Alessandro Vergallo, presidente Aaroi-Emac parla di una politica che «si è dimostrata un amministratore incapace… Dal pubblico i medici si dimettono per lavorare nel privato, guadagnando uno stipendio 4 volte maggiore quello di un medico Ssn».
Guido Quici (Cimo Fesmed) chiede «almeno 5 miliardi in più» per il Fondo sanitario, o «gli ospedali rimarranno vuoti, noi qui siamo l’ultimo baluardo a difesa del SSN, ma siamo soli e serve un movimento di protesta».

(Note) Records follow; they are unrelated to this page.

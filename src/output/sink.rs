//! Sinks that write output units as they are emitted

use std::io::Write;

use termcolor::WriteColor;

use crate::cid::CidBase;
use crate::error::ListError;
use crate::listing::{OutputUnit, UnitSink};

use super::config::TableConfig;
use super::json::write_json;
use super::tabular::TabularRenderer;

/// Renders each unit as aligned text and flushes it immediately.
pub struct TextSink<W: WriteColor> {
    renderer: TabularRenderer,
    out: W,
}

impl<W: WriteColor> TextSink<W> {
    pub fn new(out: W, config: TableConfig) -> Self {
        Self {
            renderer: TabularRenderer::new(config),
            out,
        }
    }

    pub fn last_group_key(&self) -> &str {
        self.renderer.last_group_key()
    }

    pub fn into_inner(self) -> W {
        self.out
    }
}

impl<W: WriteColor> UnitSink for TextSink<W> {
    fn emit(&mut self, unit: OutputUnit) -> Result<(), ListError> {
        self.renderer.render_to(&unit, &mut self.out)?;
        self.out.flush()?;
        Ok(())
    }
}

/// Writes each unit as JSON: pretty for a single batch unit, one line per
/// unit when streaming.
pub struct JsonSink<W: Write> {
    out: W,
    base: CidBase,
    pretty: bool,
}

impl<W: Write> JsonSink<W> {
    pub fn new(out: W, base: CidBase, streaming: bool) -> Self {
        Self {
            out,
            base,
            pretty: !streaming,
        }
    }

    pub fn into_inner(self) -> W {
        self.out
    }
}

impl<W: Write> UnitSink for JsonSink<W> {
    fn emit(&mut self, unit: OutputUnit) -> Result<(), ListError> {
        write_json(&mut self.out, &unit, self.base, self.pretty)?;
        self.out.flush()?;
        Ok(())
    }
}

#[cfg(test)]
mod tests {
    use termcolor::NoColor;

    use super::*;
    use crate::cid::ContentId;
    use crate::listing::{EntryKind, EntryRecord};

    fn single(key: &str, name: &str) -> OutputUnit {
        OutputUnit::single(
            key,
            EntryRecord::new(name, ContentId::digest(name.as_bytes()), 1, EntryKind::File),
        )
    }

    #[test]
    fn test_text_sink_threads_group_key() {
        let config = TableConfig {
            multiple_groups: true,
            ..Default::default()
        };
        let mut sink = TextSink::new(NoColor::new(Vec::new()), config);
        sink.emit(single("/a", "x")).unwrap();
        sink.emit(single("/a", "y")).unwrap();
        sink.emit(single("/b", "z")).unwrap();
        assert_eq!(sink.last_group_key(), "/b");

        let text = String::from_utf8(sink.into_inner().into_inner()).unwrap();
        let labels: Vec<_> = text.lines().filter(|l| l.ends_with(':')).collect();
        assert_eq!(labels, vec!["/a:", "/b:"]);
    }

    #[test]
    fn test_json_sink_streaming_is_ndjson() {
        let mut sink = JsonSink::new(Vec::new(), CidBase::Base32, true);
        sink.emit(single("/a", "x")).unwrap();
        sink.emit(single("/a", "y")).unwrap();
        let text = String::from_utf8(sink.into_inner()).unwrap();

        let lines: Vec<_> = text.lines().collect();
        assert_eq!(lines.len(), 2);
        for line in lines {
            let value: serde_json::Value = serde_json::from_str(line).unwrap();
            assert_eq!(value["objects"][0]["hash"], "/a");
        }
    }
}
//! Content-addressed store access
//!
//! The listing engine never talks to storage directly. It calls a [`Store`],
//! which resolves a path and pushes the immediate children of the resolved
//! directory into a feed.
//!
//! - `memory` - in-memory content-addressed store with snapshot support
//! - `import` - builds a `MemoryStore` from a local directory

mod import;
mod memory;

use async_trait::async_trait;
use chrono::{DateTime, Utc};
use tokio::sync::mpsc;

use crate::cid::ContentId;
use crate::error::StoreError;

pub use import::{ImportConfig, Importer};
pub use memory::{Link, MemoryStore, Node, Snapshot};

/// UnixFS-style object type codes reported by stores.
pub mod codes {
    pub const RAW: i32 = 0;
    pub const DIRECTORY: i32 = 1;
    pub const FILE: i32 = 2;
    pub const METADATA: i32 = 3;
    pub const SYMLINK: i32 = 4;
    pub const HAMT_SHARD: i32 = 5;
}

/// How eagerly child metadata is fetched while listing.
#[derive(Debug, Clone, Copy, PartialEq, Eq, Default)]
pub struct LsOptions {
    /// Fetch every child to learn its type, size, target, mode and mtime.
    /// When false, entries carry only name and identifier.
    pub resolve_children: bool,
}

/// One child as reported by a store, before normalization.
#[derive(Debug, Clone, PartialEq, Eq)]
pub struct StoreEntry {
    pub name: String,
    pub cid: ContentId,
    pub size: u64,
    /// `None` when the child was not resolved.
    pub type_code: Option<i32>,
    pub target: Option<String>,
    pub mode: Option<u32>,
    pub mtime: Option<DateTime<Utc>>,
}

impl StoreEntry {
    /// An entry known only through its parent's link.
    pub fn unresolved(name: impl Into<String>, cid: ContentId) -> Self {
        Self {
            name: name.into(),
            cid,
            size: 0,
            type_code: None,
            target: None,
            mode: None,
            mtime: None,
        }
    }
}

/// Traversal capability over a content-addressed filesystem.
#[async_trait]
pub trait Store: Send + Sync {
    /// Resolve `path` to a directory and send each immediate child into `out`
    /// in traversal order. Returns once every child has been sent.
    async fn ls(
        &self,
        path: &str,
        options: LsOptions,
        out: mpsc::Sender<StoreEntry>,
    ) -> Result<(), StoreError>;
}
impl MemoryStore {
    pub fn new() -> Self {
        Self::default()
    }

    /// Delay every listed entry by `latency`, simulating a slow fetch.
    pub fn with_latency(mut self, latency: Duration) -> Self {
        self.latency = Some(latency);
        self
    }

    pub fn insert(&mut self, node: Node) -> ContentId {
        let id = node.id();
        self.objects.insert(id, node);
        id
    }

    pub fn put_file(&mut self, data: &[u8]) -> ContentId {
        self.insert(Node::File {
            digest: ContentId::digest(data),
            size: data.len() as u64,
            mode: None,
            mtime: None,
        })
    }

    pub fn put_symlink(&mut self, target: impl Into<String>) -> ContentId {
        self.insert(Node::Symlink {
            target: target.into(),
        })
    }

    pub fn put_directory(&mut self, links: Vec<Link>) -> ContentId {
        self.insert(Node::Directory {
            links,
            sharded: false,
            mode: None,
            mtime: None,
        })
    }

    pub fn put_sharded_directory(&mut self, links: Vec<Link>) -> ContentId {
        self.insert(Node::Directory {
            links,
            sharded: true,
            mode: None,
            mtime: None,
        })
    }

    /// Set the directory that root-relative paths resolve from.
    pub fn set_root(&mut self, root: ContentId) {
        self.root = Some(root);
    }

    pub fn root(&self) -> Option<ContentId> {
        self.root
    }

    pub fn get(&self, id: &ContentId) -> Option<&Node> {
        self.objects.get(id)
    }

    pub fn len(&self) -> usize {
        self.objects.len()
    }

    pub fn is_empty(&self) -> bool {
        self.objects.is_empty()
    }

    /// Resolve a path to the object it names.
    ///
    /// Accepted forms: `<cid>[/sub/path]`, `/ipfs/<cid>[/sub/path]`, or a
    /// path relative to the root (`.`, `src/lib`, `/docs`).
    pub fn resolve(&self, path: &str) -> Result<(ContentId, &Node), StoreError> {
        let trimmed = path.strip_prefix("/ipfs/").unwrap_or(path);
        let mut segments = trimmed
            .split('/')
            .filter(|s| !s.is_empty() && *s != ".")
            .peekable();

        let mut current = match segments.peek().and_then(|s| ContentId::parse(s)) {
            Some(id) => {
                segments.next();
                id
            }
            None => self.root.ok_or(StoreError::NoRoot)?,
        };
        let mut node = self.fetch(&current, path)?;

        for segment in segments {
            let Node::Directory { links, .. } = node else {
                return Err(StoreError::NotADirectory(path.to_string()));
            };
            let link = links
                .iter()
                .find(|l| l.name == segment)
                .ok_or_else(|| StoreError::NotFound(path.to_string()))?;
            current = link.cid;
            node = self.fetch(&current, path)?;
        }

        Ok((current, node))
    }

    fn fetch(&self, id: &ContentId, path: &str) -> Result<&Node, StoreError> {
        self.objects
            .get(id)
            .ok_or_else(|| StoreError::NotFound(path.to_string()))
    }

    fn resolve_link(&self, link: &Link) -> Result<StoreEntry, StoreError> {
        let node = self.fetch(&link.cid, &link.name)?;
        let mut entry = StoreEntry::unresolved(link.name.clone(), link.cid);
        match node {
            Node::File {
                size, mode, mtime, ..
            } => {
                entry.type_code = Some(codes::FILE);
                entry.size = *size;
                entry.mode = *mode;
                entry.mtime = *mtime;
            }
            Node::Directory {
                sharded,
                mode,
                mtime,
                ..
            } => {
                entry.type_code = Some(if *sharded {
                    codes::HAMT_SHARD
                } else {
                    codes::DIRECTORY
                });
                entry.mode = *mode;
                entry.mtime = *mtime;
            }
            Node::Symlink { target } => {
                entry.type_code = Some(codes::SYMLINK);
                entry.size = target.len() as u64;
                entry.target = Some(target.clone());
            }
        }
        Ok(entry)
    }

    pub fn to_snapshot(&self) -> Snapshot {
        Snapshot {
            root: self.root,
            objects: self
                .objects
                .iter()
                .map(|(id, node)| (*id, node.clone()))
                .collect(),
        }
    }

    /// Rebuild a store from a snapshot, verifying every identifier.
    pub fn from_snapshot(snapshot: Snapshot) -> Result<Self, StoreError> {
        let mut store = Self::new();
        for (id, node) in snapshot.objects {
            if node.id() != id {
                return Err(StoreError::Snapshot(format!(
                    "object {} does not match its content",
                    id
                )));
            }
            store.objects.insert(id, node);
        }
        if let Some(root) = snapshot.root {
            match store.objects.get(&root) {
                Some(node) if node.is_directory() => store.root = Some(root),
                Some(_) => {
                    return Err(StoreError::Snapshot(format!(
                        "root {} is not a directory",
                        root
                    )));
                }
                None => {
                    return Err(StoreError::Snapshot(format!("root {} is missing", root)));
                }
            }
        }
        Ok(store)
    }

    pub fn load(path: &Path) -> Result<Self, StoreError> {
        let data = fs::read(path)?;
        let snapshot: Snapshot = serde_json::from_slice(&data)?;
        Self::from_snapshot(snapshot)
    }

    pub fn save(&self, path: &Path) -> Result<(), StoreError> {
        let json = serde_json::to_string_pretty(&self.to_snapshot())?;
        fs::write(path, json)?;
        Ok(())
    }
}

Elemento di ulteriore pressione, la questione femminile. Si rivolgono a Giorgia Meloni le mediche della sanità pubblica per chiedere di essere “tutelate come donne e come operatrici del Ssn”. La lettera è scandita dalla dottoressa Gabriella Raso. “Ci viene chiesto di lavorare come se non avessimo figli ma poi ci viene chiesto di farli. Noi donne della sanità rappresentiamo il 70% dei sanitari italiani”.
Pure Fabiola Fini, vicesegretario SMI sottolinea come la sanità sia sempre più donna. «Basta con le difficoltà nel conciliare lavoro-famiglia che per tanti anni hanno portato le donne medico ad adottare un comportamento rinunciatario verso eventuali attività aggiuntive che possono incrementare retribuzione e prestigio. E basta divari retributivi rispetto agli uomini. Chiediamo con forza sia attuata l’obbligatorietà della sostituzione della maternità da parte delle aziende sanitarie e contiamo che la premier si schieri al nostro fianco in questa battaglia di civiltà».